Music Video Monday: John Nemeth

Music Video Monday double shot got you feelin’ freaky!

John Nemeth has been grinding at the blues for more than 15 years. His last album Memphis Grease won the Best Soul Blues award at the 2015 Blues Music Awards. His follow up Feelin’ Freaky is set for release this Friday, May 19. Nemeth and his band Blue Dreamers—drummer Danny Banks, bassist Matthew Wilson and guitarist Johnny Rhodes—were joined by Charles Hodges on the Hammond B3, Mark Franklin on Trumpet, and Art Edumondson on sax. Producer Luther Dickinson recorded the album at Royal Studios and Zebra Ranch.

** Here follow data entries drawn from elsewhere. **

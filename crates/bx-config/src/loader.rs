//! Configuration loader with file and environment variable support.

use std::env;
use std::path::PathBuf;

use tracing::info;

use crate::error::ConfigError;
use crate::sections::RunConfig;

const CONFIG_PATHS: &[&str] = &[
    "config.toml",
    "bx.toml",
    "./config/config.toml",
    "/etc/bx/config.toml",
];

pub struct ConfigLoader {
    config_path: Option<PathBuf>,
}

impl ConfigLoader {
    pub fn new() -> Self {
        Self { config_path: None }
    }

    pub fn with_path<P: Into<PathBuf>>(path: P) -> Self {
        Self {
            config_path: Some(path.into()),
        }
    }

    /// Loads defaults, overlays an optional config file, then applies
    /// `BX_*` environment variable overrides, and validates the result.
    pub fn load(&self) -> Result<RunConfig, ConfigError> {
        let mut config = RunConfig::default();

        if let Some(path) = self.find_config_file() {
            info!(?path, "loading configuration from file");
            config = RunConfig::from_file(&path)?;
        }

        self.apply_env_overrides(&mut config);
        config.validate()?;
        Ok(config)
    }

    fn find_config_file(&self) -> Option<PathBuf> {
        if let Some(path) = &self.config_path {
            if path.exists() {
                return Some(path.clone());
            }
        }

        if let Ok(path) = env::var("BX_CONFIG") {
            let path = PathBuf::from(path);
            if path.exists() {
                return Some(path);
            }
        }

        for path in CONFIG_PATHS {
            let path = PathBuf::from(path);
            if path.exists() {
                return Some(path);
            }
        }

        None
    }

    fn apply_env_overrides(&self, config: &mut RunConfig) {
        if let Ok(val) = env::var("BX_LIMITS_MIN_WORK_ITEM") {
            if let Ok(parsed) = val.parse() {
                config.limits.min_work_item = parsed;
            }
        }
        if let Ok(val) = env::var("BX_LIMITS_MAX_WORK_ITEM") {
            if let Ok(parsed) = val.parse() {
                config.limits.max_work_item = parsed;
            }
        }
        if let Ok(val) = env::var("BX_LIMITS_MIN_PROCESSING") {
            if let Ok(parsed) = val.parse() {
                config.limits.min_processing = parsed;
            }
        }
        if let Ok(val) = env::var("BX_LIMITS_MAX_PROCESSING") {
            if let Ok(parsed) = val.parse() {
                config.limits.max_processing = parsed;
            }
        }

        if let Ok(val) = env::var("BX_BATCH_SIZE") {
            if let Ok(parsed) = val.parse() {
                config.batch.size = parsed;
            }
        }

        if let Ok(val) = env::var("BX_SIZING_STRATEGY") {
            config.sizing.strategy = val;
        }
        if let Ok(val) = env::var("BX_SIZING_ESTIMATED_RECORDS_PER_ITEM") {
            if let Ok(parsed) = val.parse() {
                config.sizing.estimated_records_per_item = Some(parsed);
            }
        }

        if let Ok(val) = env::var("BX_MANAGER_TICK_PERIOD_MS") {
            if let Ok(parsed) = val.parse() {
                config.manager.tick_period_ms = parsed;
            }
        }
        if let Ok(val) = env::var("BX_MANAGER_COOLDOWN_SECS") {
            if let Ok(parsed) = val.parse() {
                config.manager.cooldown_secs = parsed;
            }
        }

        if let Ok(val) = env::var("BX_GOALS_PERFORMANCE_DEADLINE_SECS") {
            if let Ok(parsed) = val.parse() {
                config.goals.performance.deadline_secs = parsed;
            }
        }
        if let Ok(val) = env::var("BX_GOALS_PERFORMANCE_MIN_RATE_PER_MINUTE") {
            if let Ok(parsed) = val.parse() {
                config.goals.performance.min_rate_per_minute = parsed;
            }
        }
        if let Ok(val) = env::var("BX_GOALS_PERFORMANCE_TOLERANCE") {
            if let Ok(parsed) = val.parse() {
                config.goals.performance.tolerance = parsed;
            }
        }

        if let Ok(val) = env::var("BX_GOALS_RESOURCE_MAX_DB_CONNECTIONS") {
            if let Ok(parsed) = val.parse() {
                config.goals.resource.max_db_connections = parsed;
            }
        }
        if let Ok(val) = env::var("BX_GOALS_RESOURCE_MAX_DB_UTILIZATION") {
            if let Ok(parsed) = val.parse() {
                config.goals.resource.max_db_utilization = parsed;
            }
        }
        if let Ok(val) = env::var("BX_GOALS_RESOURCE_MAX_HEAP_UTILIZATION") {
            if let Ok(parsed) = val.parse() {
                config.goals.resource.max_heap_utilization = parsed;
            }
        }

        if let Ok(val) = env::var("BX_GOALS_ERROR_MAX_TOTAL_ERROR_COUNT") {
            if let Ok(parsed) = val.parse() {
                config.goals.error.max_total_error_count = parsed;
            }
        }
        if let Ok(val) = env::var("BX_GOALS_ERROR_CRITICAL_ERROR_TYPES") {
            config.goals.error.critical_error_types =
                val.split(',').map(|s| s.trim().to_string()).collect();
        }
    }
}

impl Default for ConfigLoader {
    fn default() -> Self {
        Self::new()
    }
}

#[cfg(test)]
mod tests {
    use super::*;

    #[test]
    fn loads_defaults_when_no_file_present() {
        let dir = tempfile::tempdir().unwrap();
        let loader = ConfigLoader::with_path(dir.path().join("missing.toml"));
        let config = loader.load().unwrap();
        assert_eq!(config.batch.size, RunConfig::default().batch.size);
    }

    #[test]
    fn file_values_are_overridden_by_env() {
        let dir = tempfile::tempdir().unwrap();
        let path = dir.path().join("bx.toml");
        std::fs::write(&path, "[batch]\nsize = 25\n").unwrap();

        env::set_var("BX_BATCH_SIZE", "75");
        let config = ConfigLoader::with_path(&path).load().unwrap();
        env::remove_var("BX_BATCH_SIZE");

        assert_eq!(config.batch.size, 75);
    }

    #[test]
    fn invalid_override_fails_validation() {
        let dir = tempfile::tempdir().unwrap();
        env::set_var("BX_BATCH_SIZE", "0");
        let result = ConfigLoader::with_path(dir.path().join("missing.toml")).load();
        env::remove_var("BX_BATCH_SIZE");

        assert!(result.is_err());
    }
}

Nameth teamed up with Memphis filmmaker Edward Valibus for a series of videos leading up to this week’s album release. The first, filmed at Tad Perison’s famous indoor trailer park, is a performance video for the album’s title track, “Feelin’ Freaky”.

Music Video Monday: John Nemeth

The second is an appropriately moody clip for “Rainy Day”.

Music Video Monday: John Nemeth (2)

Nameth and the guys will celebrate their album release this Friday at Loflin Yard before hitting the road for a long U.S. tour. You can find out more about the record on his website.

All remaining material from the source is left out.